Pennsylvania State Trooper

Cpl. Dickson stepped outside of the Blooming Grove station in Pike County just before 11 p.m. on Sept. 12, 2014. Yards away, Eric Frein crouched in the brush and aimed a .308 semiautomatic rifle.

With Dickson in his crosshairs, he pulled the trigger.

Frein struck the corporal and continued to shoot, wounding another trooper who tried pulling Dickson to safety. The 38-year-old husband and father of two died as Frein fled from the wooded barracks.

Officers used Dickson's handcuffs to restrain Frein when he was captured at last near an abandoned Pocono airfield after a 7-week manhunt. Frein was convicted of capital murder of a law enforcement officer and sentenced to death in 2017.

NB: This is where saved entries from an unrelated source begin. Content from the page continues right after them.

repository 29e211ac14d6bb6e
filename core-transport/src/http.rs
//! Request/response types shared by all transports.

use async_trait::async_trait;
use bytes::Bytes;
use serde::{de::DeserializeOwned, Serialize};
use std::collections::HashMap;
use std::time::Duration;

use crate::error::Result;

/// HTTP methods the download core actually issues.
#[derive(Debug, Clone, Copy, PartialEq, Eq)]
pub enum HttpMethod {
    Get,
    Post,
}

/// A fully described HTTP request.
///
/// Built fresh for every call; the core never mutates a shared request
/// template, so concurrent jobs under one credential cannot race on header
/// state.
#[derive(Debug, Clone)]
pub struct HttpRequest {
    pub method: HttpMethod,
    pub url: String,
    pub headers: HashMap<String, String>,
    pub body: Option<Bytes>,
    pub timeout: Option<Duration>,
}

impl HttpRequest {
    pub fn new(method: HttpMethod, url: impl Into<String>) -> Self {
        Self {
            method,
            url: url.into(),
            headers: HashMap::new(),
            body: None,
            timeout: None,
        }
    }

    pub fn get(url: impl Into<String>) -> Self {
        Self::new(HttpMethod::Get, url)
    }

    pub fn post(url: impl Into<String>) -> Self {
        Self::new(HttpMethod::Post, url)
    }

    pub fn header(mut self, key: impl Into<String>, value: impl Into<String>) -> Self {
        self.headers.insert(key.into(), value.into());
        self
    }

    /// Attach a JSON body and matching content type.
    pub fn json<T: Serialize>(mut self, body: &T) -> Result<Self> {
        let json = serde_json::to_vec(body)?;
        self.body = Some(Bytes::from(json));
        self.headers
            .insert("Content-Type".to_string(), "application/json".to_string());
        Ok(self)
    }

    pub fn body(mut self, body: Bytes) -> Self {
        self.body = Some(body);
        self
    }

    pub fn timeout(mut self, duration: Duration) -> Self {
        self.timeout = Some(duration);
        self
    }
}

/// Response with the body fully buffered.
///
/// Track payloads top out well under the lossless tier's catalogued maximum,
/// so buffering whole responses keeps the decryption engine a pure transform.
#[derive(Debug)]
pub struct HttpResponse {
    pub status: u16,
    pub headers: HashMap<String, String>,
    pub body: Bytes,
}

impl HttpResponse {
    /// Parse the body as JSON.
    pub fn json<T: DeserializeOwned>(&self) -> Result<T> {
        Ok(serde_json::from_slice(&self.body)?)
    }

    pub fn is_success(&self) -> bool {
        (200..300).contains(&self.status)
    }

    /// Permission-denied responses drive the retry policies in the pipeline.
    pub fn is_forbidden(&self) -> bool {
        self.status == 403
    }
}

/// Object-safe async HTTP client.
///
/// Implemented by [`crate::ReqwestHttpClient`] in production and by scripted
/// mocks in tests.
#[async_trait]
pub trait HttpClient: Send + Sync {
    async fn execute(&self, request: HttpRequest) -> Result<HttpResponse>;
}

#[cfg(test)]
mod tests {
    use super::*;

    #[test]
    fn request_builder_sets_header_and_body() {
        let req = HttpRequest::post("https://example.com/gw")
            .header("Cookie", "arl=abc")
            .body(Bytes::from_static(b"{}"));

        assert_eq!(req.method, HttpMethod::Post);
        assert_eq!(req.headers.get("Cookie").map(String::as_str), Some("arl=abc"));
        assert_eq!(req.body.as_deref(), Some(&b"{}"[..]));
    }

    #[test]
    fn json_body_sets_content_type() {
        #[derive(serde::Serialize)]
        struct Body {
            sng_id: String,
        }

        let req = HttpRequest::post("https://example.com/gw")
            .json(&Body {
                sng_id: "123".to_string(),
            })
            .unwrap();

        assert_eq!(
            req.headers.get("Content-Type").map(String::as_str),
            Some("application/json")
        );
        assert!(req.body.is_some());
    }

    #[test]
    fn response_status_helpers() {
        let ok = HttpResponse {
            status: 200,
            headers: HashMap::new(),
            body: Bytes::new(),
        };
        let forbidden = HttpResponse {
            status: 403,
            headers: HashMap::new(),
            body: Bytes::new(),
        };

        assert!(ok.is_success());
        assert!(!ok.is_forbidden());
        assert!(forbidden.is_forbidden());
        assert!(!forbidden.is_success());
    }
}
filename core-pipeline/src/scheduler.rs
//! FIFO admission control for downloads.
//!
//! Jobs queue in arrival order. A job is admitted once it reaches the head
//! of the queue, the active count is under the configured limit, and no
//! other run for the same track id is in flight. The returned guard releases
//! the slot on drop, so every exit path of a download frees its slot.

use std::collections::{HashSet, VecDeque};
use std::sync::{Arc, Mutex, MutexGuard};

use tokio::sync::Notify;
use tracing::{debug, trace};

struct Ticket {
    seq: u64,
    track_id: String,
}

#[derive(Default)]
struct State {
    queue: VecDeque<Ticket>,
    active: HashSet<String>,
    next_seq: u64,
}

struct Inner {
    state: Mutex<State>,
    notify: Notify,
    limit: usize,
}

impl Inner {
    fn state(&self) -> MutexGuard<'_, State> {
        self.state.lock().expect("scheduler state poisoned")
    }
}

/// Shared admission gate; clone-cheap via `Arc`.
#[derive(Clone)]
pub struct Scheduler {
    inner: Arc<Inner>,
}

impl Scheduler {
    pub fn new(concurrent_limit: usize) -> Self {
        Self {
            inner: Arc::new(Inner {
                state: Mutex::new(State::default()),
                notify: Notify::new(),
                limit: concurrent_limit.max(1),
            }),
        }
    }

    /// Queue up and wait for admission.
    ///
    /// Fairness is strict: only the head of the queue is ever admitted, so a
    /// blocked head (duplicate track id still active) holds later arrivals
    /// back rather than letting them overtake.
    pub async fn admit(&self, track_id: &str) -> RunGuard {
        let seq = {
            let mut state = self.inner.state();
            let seq = state.next_seq;
            state.next_seq += 1;
            state.queue.push_back(Ticket {
                seq,
                track_id: track_id.to_string(),
            });
            seq
        };
        let mut ticket = QueuedTicket {
            inner: Arc::clone(&self.inner),
            seq,
            admitted: false,
        };
        trace!(track_id, seq, "queued");

        loop {
            // Arm before checking so a release between the check and the
            // await cannot be missed.
            let notified = self.inner.notify.notified();
            {
                let mut state = self.inner.state();
                let at_head = state.queue.front().map(|t| t.seq) == Some(seq);
                if at_head
                    && state.active.len() < self.inner.limit
                    && !state.active.contains(track_id)
                {
                    state.queue.pop_front();
                    state.active.insert(track_id.to_string());
                    ticket.admitted = true;
                    debug!(track_id, active = state.active.len(), "admitted");
                    drop(state);
                    // The new head may be admissible right away.
                    self.inner.notify.notify_waiters();
                    return RunGuard {
                        inner: Arc::clone(&self.inner),
                        track_id: track_id.to_string(),
                    };
                }
            }
            notified.await;
        }
    }

    #[cfg(test)]
    fn active_count(&self) -> usize {
        self.inner.state().active.len()
    }
}

/// Removes an unadmitted ticket if the admission future is dropped, so a
/// cancelled job cannot wedge the queue.
struct QueuedTicket {
    inner: Arc<Inner>,
    seq: u64,
    admitted: bool,
}

impl Drop for QueuedTicket {
    fn drop(&mut self) {
        if !self.admitted {
            let mut state = self.inner.state();
            state.queue.retain(|ticket| ticket.seq != self.seq);
            drop(state);
            self.inner.notify.notify_waiters();
        }
    }
}

/// An admitted run's slot. Dropping it releases the slot and wakes waiters.
pub struct RunGuard {
    inner: Arc<Inner>,
    track_id: String,
}

impl Drop for RunGuard {
    fn drop(&mut self) {
        let mut state = self.inner.state();
        state.active.remove(&self.track_id);
        drop(state);
        self.inner.notify.notify_waiters();
    }
}
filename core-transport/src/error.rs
use thiserror::Error;

#[derive(Error, Debug)]
pub enum TransportError {
    #[error("HTTP request failed: {0}")]
    Request(String),

    #[error("request timed out: {0}")]
    Timeout(String),

    #[error("JSON serialization failed: {0}")]
    Serialize(#[from] serde_json::Error),
}

pub type Result<T> = std::result::Result<T, TransportError>;
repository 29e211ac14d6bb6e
use thiserror::Error;

#[derive(Error, Debug)]
pub enum Error {
    #[error("Configuration error: {0}")]
    Config(String),
}

pub type Result<T> = std::result::Result<T, Error>;
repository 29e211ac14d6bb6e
//! CDN URL construction.

use core_crypto::media_path;

use crate::quality::Quality;
use crate::types::TrackDescriptor;

const ARTWORK_CDN: &str = "https://e-cdns-images.dzcdn.net/images/cover";

/// Artwork dimensions and JPEG parameters baked into the cover CDN path.
const ARTWORK_VARIANT: &str = "1400x1400-000000-94-0-0.jpg";

/// URL the encrypted payload is fetched from.
///
/// The proxy shard is the first character of the track's origin hash.
pub fn track_download_url(track: &TrackDescriptor, quality: Quality) -> String {
    let shard = track.md5_origin.chars().next().unwrap_or('0');
    let path = media_path(
        &track.md5_origin,
        quality.id(),
        &track.track_id,
        &track.media_version,
    );
    format!("https://e-cdns-proxy-{shard}.dzcdn.net/mobile/1/{path}")
}

/// URL of the album cover at the fixed artwork variant.
pub fn artwork_url(picture_id: &str) -> String {
    format!("{ARTWORK_CDN}/{picture_id}/{ARTWORK_VARIANT}")
}

#[cfg(test)]
mod tests {
    use super::*;
    use crate::types::TrackData;

    #[test]
    fn download_url_shards_on_origin_hash() {
        let data: TrackData = serde_json::from_value(serde_json::json!({
            "SNG_ID": "3135556",
            "MD5_ORIGIN": "51afcde9f56a132096c0496cc95eb24b",
            "MEDIA_VERSION": "8",
        }))
        .unwrap();
        let track = TrackDescriptor::from_wire(data, None);

        let url = track_download_url(&track, Quality::Mp3_320);
        assert!(url.starts_with("https://e-cdns-proxy-5.dzcdn.net/mobile/1/"));
        // The path component is the hex media-path token.
        let path = url.rsplit('/').next().unwrap();
        assert!(path.len() >= 32 && path.bytes().all(|b| b.is_ascii_hexdigit()));
    }

    #[test]
    fn artwork_url_uses_fixed_variant() {
        assert_eq!(
            artwork_url("2e018122cb56986277102d2041a592c8"),
            "https://e-cdns-images.dzcdn.net/images/cover/2e018122cb56986277102d2041a592c8/1400x1400-000000-94-0-0.jpg"
        );
    }
}
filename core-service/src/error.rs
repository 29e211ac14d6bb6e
use thiserror::Error;

#[derive(Error, Debug)]
pub enum ServiceError {
    #[error("Service initialization failed: {0}")]
    InitializationFailed(String),

    #[error("Session error: {0}")]
    Session(#[from] core_session::SessionError),

    #[error("Pipeline error: {0}")]
    Pipeline(#[from] core_pipeline::PipelineError),
}

pub type Result<T> = std::result::Result<T, ServiceError>;
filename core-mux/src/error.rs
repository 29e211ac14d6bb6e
use thiserror::Error;

#[derive(Error, Debug)]
pub enum MuxError {
    #[error("Payload is not a FLAC stream")]
    NotFlac,

    #[error("FLAC stream truncated inside a metadata block")]
    Truncated,
}

pub type Result<T> = std::result::Result<T, MuxError>;
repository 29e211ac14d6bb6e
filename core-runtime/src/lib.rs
//! Runtime support for the download core: logging bootstrap.

pub mod error;
pub mod logging;

pub use error::{Error, Result};
pub use logging::{init_logging, LogFormat, LogLevel, LoggingConfig};
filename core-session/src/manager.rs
//! # Session Manager
//!
//! Authenticated gateway sessions keyed by credential.
//!
//! A [`Session`] pairs one long-lived credential with the short-lived API
//! token the gateway hands out at authentication time. The manager owns every
//! session, performs the bootstrap `deezer.getUserData` exchange, and routes
//! all gateway calls through [`SessionManager::gateway_call`], which handles
//! token invalidation with a single bounded re-authentication retry.
//!
//! Sessions are never evicted: a credential stays registered for the lifetime
//! of the manager, and its token is refreshed in place whenever the gateway
//! invalidates it.

use std::collections::HashMap;
use std::sync::Arc;

use rand::Rng;
use serde::de::DeserializeOwned;
use serde_json::Value;
use tokio::sync::RwLock;
use tracing::{debug, info, instrument, warn};

use core_transport::{HttpClient, HttpRequest};

use crate::error::{Result, SessionError};
use crate::types::{GwEnvelope, UserData};

/// Gateway endpoint every method is POSTed to.
const GATEWAY_URL: &str = "https://www.deezer.com/ajax/gw-light.php";

/// Bootstrap method that validates the credential and yields the API token.
const METHOD_USER_DATA: &str = "deezer.getUserData";

const USER_AGENT: &str =
    "Mozilla/5.0 (Windows NT 10.0; Win64; x64) AppleWebKit/537.36 (KHTML, like Gecko) \
     Chrome/79.0.3945.130 Safari/537.36";

/// One credential's authenticated gateway session.
#[derive(Debug)]
pub struct Session {
    credential: String,
    /// `None` until the first successful authentication.
    api_token: RwLock<Option<String>>,
}

impl Session {
    fn new(credential: String) -> Self {
        Self {
            credential,
            api_token: RwLock::new(None),
        }
    }

    pub fn credential(&self) -> &str {
        &self.credential
    }

    pub async fn is_authenticated(&self) -> bool {
        self.api_token.read().await.is_some()
    }
}

/// Owns all sessions and serializes token refresh per credential.
pub struct SessionManager {
    http: Arc<dyn HttpClient>,
    sessions: RwLock<HashMap<String, Arc<Session>>>,
}

impl SessionManager {
    pub fn new(http: Arc<dyn HttpClient>) -> Self {
        Self {
            http,
            sessions: RwLock::new(HashMap::new()),
        }
    }

    /// Registers a credential and authenticates it right away.
    ///
    /// A rejected credential is not kept, so registration can be retried.
    ///
    /// # Errors
    ///
    /// [`SessionError::DuplicateCredential`] if the credential is already
    /// registered; [`SessionError::BadCredentials`] if the gateway answers
    /// the bootstrap with an anonymous profile.
    pub async fn register(&self, credential: &str) -> Result<()> {
        let session = {
            let mut sessions = self.sessions.write().await;
            if sessions.contains_key(credential) {
                return Err(SessionError::DuplicateCredential);
            }
            let session = Arc::new(Session::new(credential.to_string()));
            sessions.insert(credential.to_string(), Arc::clone(&session));
            session
        };

        if let Err(err) = self.authenticate(&session).await {
            self.sessions.write().await.remove(credential);
            return Err(err);
        }
        info!("credential registered");
        Ok(())
    }

    pub async fn has_credential(&self, credential: &str) -> bool {
        self.sessions.read().await.contains_key(credential)
    }

    async fn session(&self, credential: &str) -> Result<Arc<Session>> {
        self.sessions
            .read()
            .await
            .get(credential)
            .cloned()
            .ok_or(SessionError::UnknownCredential)
    }

    /// Calls a gateway method on behalf of a registered credential and
    /// deserializes its `results` payload.
    ///
    /// If the gateway reports an invalidated token, re-authenticates once
    /// and retries the call; a second invalidation is terminal.
    #[instrument(skip(self, body), fields(method = method))]
    pub async fn gateway_call<T: DeserializeOwned>(
        &self,
        credential: &str,
        method: &str,
        body: Value,
    ) -> Result<T> {
        let session = self.session(credential).await?;

        let mut token = match *session.api_token.read().await {
            Some(ref token) => token.clone(),
            None => self.authenticate(&session).await?,
        };

        let mut reauthenticated = false;
        loop {
            let envelope: GwEnvelope<T> =
                self.call_raw(&session, method, &token, body.clone()).await?;

            if envelope.token_invalidated() {
                if reauthenticated {
                    warn!("token invalidated again after re-authentication");
                    return Err(SessionError::TokenInvalidated);
                }
                debug!("token invalidated, re-authenticating once");
                token = self.authenticate(&session).await?;
                reauthenticated = true;
                continue;
            }

            if envelope.has_error() {
                return Err(SessionError::Gateway {
                    method: method.to_string(),
                    message: envelope.error_message(),
                });
            }

            return envelope.results.ok_or_else(|| SessionError::Protocol {
                method: method.to_string(),
                reason: "missing results payload".to_string(),
            });
        }
    }

    /// Performs the bootstrap exchange and stores the fresh API token.
    #[instrument(skip_all)]
    async fn authenticate(&self, session: &Session) -> Result<String> {
        let envelope: GwEnvelope<UserData> = self
            .call_raw(session, METHOD_USER_DATA, "", Value::Object(Default::default()))
            .await?;

        if envelope.has_error() {
            return Err(SessionError::Gateway {
                method: METHOD_USER_DATA.to_string(),
                message: envelope.error_message(),
            });
        }

        let user_data = envelope.results.ok_or_else(|| SessionError::Protocol {
            method: METHOD_USER_DATA.to_string(),
            reason: "missing results payload".to_string(),
        })?;

        // An anonymous profile means the credential was silently rejected.
        if user_data.user.user_id == 0 {
            warn!("gateway answered with anonymous profile");
            return Err(SessionError::BadCredentials);
        }

        let token = user_data.check_form.ok_or_else(|| SessionError::Protocol {
            method: METHOD_USER_DATA.to_string(),
            reason: "missing checkForm token".to_string(),
        })?;

        *session.api_token.write().await = Some(token.clone());
        info!(user_id = user_data.user.user_id, "session authenticated");
        Ok(token)
    }

    async fn call_raw<T: DeserializeOwned>(
        &self,
        session: &Session,
        method: &str,
        api_token: &str,
        body: Value,
    ) -> Result<GwEnvelope<T>> {
        let url = gateway_url(method, api_token);
        let request = HttpRequest::post(url)
            .header("Cookie", format!("arl={}", session.credential))
            .header("User-Agent", USER_AGENT)
            .json(&body)?;

        let response = self.http.execute(request).await?;
        Ok(response.json()?)
    }
}

/// Builds the gateway URL with the per-call cache-busting nonce.
fn gateway_url(method: &str, api_token: &str) -> String {
    let cid: u32 = rand::thread_rng().gen_range(0..1_000_000_000);
    let query = [
        ("api_version", "1.0"),
        ("api_token", api_token),
        ("input", "3"),
        ("method", method),
        ("cid", &cid.to_string()),
    ]
    .iter()
    .map(|(key, value)| format!("{}={}", key, urlencoding::encode(value)))
    .collect::<Vec<_>>()
    .join("&");

    format!("{GATEWAY_URL}?{query}")
}
//! Match store for idempotent downloads.
//!
//! Consulted before any network traffic: a track already recorded at the
//! requested tier is skipped outright when its file is still on disk.

use std::collections::HashMap;
use std::path::{Path, PathBuf};
use std::sync::Mutex;

use async_trait::async_trait;
use core_catalog::Quality;

/// Durable mapping from downloaded tracks to their files.
#[async_trait]
pub trait TrackMatchStore: Send + Sync {
    /// Path a previous run stored this track at, if any.
    async fn existing_path(&self, track_id: &str, quality: Quality) -> Option<PathBuf>;

    /// Record a finished download.
    async fn record(&self, track_id: &str, quality: Quality, path: &Path);
}

/// Process-lifetime store; a host wanting persistence brings its own
/// implementation.
#[derive(Default)]
pub struct InMemoryTrackMatchStore {
    entries: Mutex<HashMap<(String, u32), PathBuf>>,
}

impl InMemoryTrackMatchStore {
    pub fn new() -> Self {
        Self::default()
    }
}

#[async_trait]
impl TrackMatchStore for InMemoryTrackMatchStore {
    async fn existing_path(&self, track_id: &str, quality: Quality) -> Option<PathBuf> {
        self.entries
            .lock()
            .expect("match store poisoned")
            .get(&(track_id.to_string(), quality.id()))
            .cloned()
    }

    async fn record(&self, track_id: &str, quality: Quality, path: &Path) {
        self.entries
            .lock()
            .expect("match store poisoned")
            .insert((track_id.to_string(), quality.id()), path.to_path_buf());
    }
}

Dickson was a U.S. Marine Corps veteran and served with the Pennsylvania State Police for seven years. He is survived by his wife and two sons.

The Blooming Grove exit on Interstate 84 was renamed in honor of the corporal in 2015.

“A trooper will give his life to save yours," said State Police Commissioner Frank Noonan at Dickson's funeral. "He was the epitome of that."

2013: Eric Williams, 34

Senior Corrections Officer, USP Canaan

Senior Officer Williams, who was 34 at the time, was working alone on his shift the evening of February 25, 2013, supervising 130 inmates at the high-security facility.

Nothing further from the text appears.